- EXERCISE INSTRUCTIONS
Search the data below for the string "listener" and copy all lines where it shows up.

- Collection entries
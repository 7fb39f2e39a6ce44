//! Task submission gateway.
//!
//! Proxies summarization tasks to the server, gated on the credential
//! lifecycle: a request without a configured credential fails fast, a
//! rejected credential and an unreachable server are both folded back
//! into the server status monitor so the whole client agrees on what the
//! last observation was.

use recap_auth::AuthSessionManager;
use recap_status::{AuthValidity, ServerStatusMonitor, StatusPatch};
use serde::{Deserialize, Serialize};
use thiserror::Error;
use tracing::{debug, info, warn};

/// Task types the client proxies.
pub const TASK_SUMMARIZE_EMAIL: &str = "summarize_email";
pub const TASK_SUMMARIZE_CHAT: &str = "summarize_chat";

/// Gateway error type.
#[derive(Error, Debug)]
pub enum GatewayError {
    /// No credential is configured locally; the request was never sent.
    #[error("No credential configured")]
    CredentialNotConfigured,

    /// The server rejected the credential (HTTP 401/403).
    #[error("Server rejected the credential (HTTP {0})")]
    CredentialRejected(u16),

    /// The server accepted the request but the task failed.
    #[error("Task failed: HTTP {status}: {message}")]
    TaskFailed { status: u16, message: String },

    /// HTTP transport error
    #[error("HTTP error: {0}")]
    Http(#[from] reqwest::Error),
}

/// Result type alias using GatewayError.
pub type GatewayResult<T> = Result<T, GatewayError>;

/// A task submission.
#[derive(Debug, Clone, Serialize)]
pub struct TaskRequest {
    /// Task type (e.g. "summarize_email").
    #[serde(rename = "type")]
    pub task_type: String,
    /// Opaque task payload; the scraped content shape is owned by the
    /// collaborators that produce it.
    pub data: serde_json::Value,
}

impl TaskRequest {
    /// Build a task request of an arbitrary type.
    pub fn new(task_type: impl Into<String>, data: serde_json::Value) -> Self {
        Self {
            task_type: task_type.into(),
            data,
        }
    }

    /// An email summarization task.
    pub fn summarize_email(data: serde_json::Value) -> Self {
        Self::new(TASK_SUMMARIZE_EMAIL, data)
    }

    /// A chat summarization task.
    pub fn summarize_chat(data: serde_json::Value) -> Self {
        Self::new(TASK_SUMMARIZE_CHAT, data)
    }
}

/// A completed task as returned by the server.
#[derive(Debug, Clone, Serialize, Deserialize)]
#[serde(rename_all = "camelCase")]
pub struct TaskResponse {
    /// Server-assigned task ID.
    pub task_id: String,
    /// Task status as reported by the server.
    pub status: String,
    /// Task result payload, when present.
    #[serde(default)]
    pub result: Option<serde_json::Value>,
}

#[derive(Debug, Deserialize)]
struct ErrorResponse {
    error: String,
}

/// Submits tasks to the server using the current credential and folds
/// request outcomes back into the server status.
#[derive(Clone)]
pub struct TaskGateway {
    auth: AuthSessionManager,
    monitor: ServerStatusMonitor,
    http_client: reqwest::Client,
    server_url: String,
}

impl TaskGateway {
    /// Create a new gateway.
    pub fn new(
        auth: AuthSessionManager,
        monitor: ServerStatusMonitor,
        server_url: impl Into<String>,
    ) -> Self {
        Self {
            auth,
            monitor,
            http_client: reqwest::Client::new(),
            server_url: server_url.into().trim_end_matches('/').to_string(),
        }
    }

    /// Execute a task against the server.
    ///
    /// Preconditions: a credential must be configured (not necessarily
    /// validated). There is no client-side timeout; task duration is
    /// bounded by the server.
    pub async fn execute(&self, request: TaskRequest) -> GatewayResult<TaskResponse> {
        let headers = self.auth.get_auth_headers();
        if headers.is_empty() {
            warn!(task_type = %request.task_type, "Task submission without a configured credential");
            return Err(GatewayError::CredentialNotConfigured);
        }

        debug!(task_type = %request.task_type, "Submitting task");
        let mut builder = self
            .http_client
            .post(format!("{}/tasks", self.server_url))
            .json(&request);
        for (name, value) in &headers {
            builder = builder.header(name.as_str(), value.as_str());
        }

        let response = match builder.send().await {
            Ok(response) => response,
            Err(e) => {
                if e.is_connect() || e.is_timeout() {
                    warn!(error = %e, "Task request could not reach the server");
                    self.monitor.set_status(StatusPatch {
                        reachable: Some(false),
                        ..Default::default()
                    });
                } else {
                    warn!(error = %e, "Task request transport failure");
                }
                return Err(GatewayError::Http(e));
            }
        };

        let code = response.status().as_u16();
        if code == 401 || code == 403 {
            warn!(code, "Server rejected the credential during task submission");
            // An HTTP response proves reachability; record both facts
            self.monitor.set_status(StatusPatch {
                reachable: Some(true),
                auth_valid: Some(AuthValidity::Invalid),
                http_status: Some(Some(code)),
                ..Default::default()
            });
            return Err(GatewayError::CredentialRejected(code));
        }

        if !response.status().is_success() {
            let body = response.text().await.unwrap_or_default();
            let message = serde_json::from_str::<ErrorResponse>(&body)
                .map(|parsed| parsed.error)
                .unwrap_or(body);
            warn!(code, "Task failed on the server");
            return Err(GatewayError::TaskFailed {
                status: code,
                message,
            });
        }

        let task = response.json::<TaskResponse>().await?;
        info!(task_id = %task.task_id, status = %task.status, "Task completed");
        Ok(task)
    }
}

#[cfg(test)]
mod tests {
    use super::*;
    use recap_bus::NotificationBus;
    use recap_storage::{CredentialStore, KeyValueStore, SessionStore, StorageKeys};
    use std::sync::Arc;
    use tokio::io::{AsyncReadExt, AsyncWriteExt};

    async fn spawn_canned_server(response: &'static str) -> String {
        let listener = tokio::net::TcpListener::bind("127.0.0.1:0").await.unwrap();
        let addr = listener.local_addr().unwrap();
        tokio::spawn(async move {
            while let Ok((mut socket, _)) = listener.accept().await {
                tokio::spawn(async move {
                    let mut buf = [0u8; 4096];
                    let _ = socket.read(&mut buf).await;
                    let _ = socket.write_all(response.as_bytes()).await;
                    let _ = socket.shutdown().await;
                });
            }
        });
        format!("http://{addr}")
    }

    fn build_gateway(
        server_url: &str,
        credential: Option<&str>,
    ) -> (TaskGateway, ServerStatusMonitor) {
        let fast = Arc::new(SessionStore::new());
        let durable = Arc::new(SessionStore::new());
        if let Some(token) = credential {
            fast.set(StorageKeys::CREDENTIAL_FAST_BACKUP, token).unwrap();
            durable.set(StorageKeys::CREDENTIAL, token).unwrap();
        }
        let store = CredentialStore::new(fast, durable);
        let bus = NotificationBus::new();
        let auth = AuthSessionManager::new(store.clone(), bus.clone(), server_url);
        let monitor = ServerStatusMonitor::new(auth.clone(), store, bus, server_url);
        let gateway = TaskGateway::new(auth, monitor.clone(), server_url);
        (gateway, monitor)
    }

    const UNREACHABLE: &str = "http://127.0.0.1:9";

    #[tokio::test]
    async fn test_execute_without_credential_fails_fast() {
        let (gateway, _) = build_gateway(UNREACHABLE, None);

        let err = gateway
            .execute(TaskRequest::summarize_email(serde_json::json!({})))
            .await
            .unwrap_err();
        assert!(matches!(err, GatewayError::CredentialNotConfigured));
    }

    #[tokio::test]
    async fn test_execute_success() {
        let server = spawn_canned_server(
            "HTTP/1.1 200 OK\r\nContent-Type: application/json\r\nContent-Length: 64\r\nConnection: close\r\n\r\n{\"taskId\":\"t-1\",\"status\":\"done\",\"result\":{\"summary\":\"3 emails\"}}",
        )
        .await;
        let (gateway, _) = build_gateway(&server, Some("tok_123"));

        let response = gateway
            .execute(TaskRequest::summarize_email(serde_json::json!({
                "subject": "hello"
            })))
            .await
            .unwrap();
        assert_eq!(response.task_id, "t-1");
        assert_eq!(response.status, "done");
        assert_eq!(
            response.result.unwrap()["summary"],
            serde_json::json!("3 emails")
        );
    }

    #[tokio::test]
    async fn test_execute_credential_rejected_updates_monitor() {
        let server = spawn_canned_server(
            "HTTP/1.1 401 Unauthorized\r\nContent-Length: 0\r\nConnection: close\r\n\r\n",
        )
        .await;
        let (gateway, monitor) = build_gateway(&server, Some("tok_bad"));

        let err = gateway
            .execute(TaskRequest::summarize_chat(serde_json::json!({})))
            .await
            .unwrap_err();
        assert!(matches!(err, GatewayError::CredentialRejected(401)));

        let status = monitor.get_status();
        assert!(status.reachable);
        assert_eq!(status.auth_valid, AuthValidity::Invalid);
        assert_eq!(status.http_status, Some(401));
    }

    #[tokio::test]
    async fn test_execute_task_error_carries_server_message() {
        let server = spawn_canned_server(
            "HTTP/1.1 422 Unprocessable Entity\r\nContent-Type: application/json\r\nContent-Length: 28\r\nConnection: close\r\n\r\n{\"error\":\"content too long\"}",
        )
        .await;
        let (gateway, _) = build_gateway(&server, Some("tok_123"));

        let err = gateway
            .execute(TaskRequest::summarize_email(serde_json::json!({})))
            .await
            .unwrap_err();
        match err {
            GatewayError::TaskFailed { status, message } => {
                assert_eq!(status, 422);
                assert_eq!(message, "content too long");
            }
            other => panic!("Expected TaskFailed, got {other:?}"),
        }
    }

    #[tokio::test]
    async fn test_execute_unreachable_updates_monitor() {
        let (gateway, monitor) = build_gateway(UNREACHABLE, Some("tok_123"));

        let err = gateway
            .execute(TaskRequest::summarize_email(serde_json::json!({})))
            .await
            .unwrap_err();
        assert!(matches!(err, GatewayError::Http(_)));
        assert!(!monitor.get_status().reachable);
    }

    #[test]
    fn test_task_request_wire_format() {
        let request = TaskRequest::summarize_chat(serde_json::json!({"messages": []}));
        let encoded = serde_json::to_value(&request).unwrap();
        assert_eq!(encoded["type"], "summarize_chat");
        assert!(encoded["data"]["messages"].is_array());
    }
}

- RESULT OF THIS TASK
        let listener = tokio::net::TcpListener::bind("127.0.0.1:0").await.unwrap();
        let addr = listener.local_addr().unwrap();
            while let Ok((mut socket, _)) = listener.accept().await {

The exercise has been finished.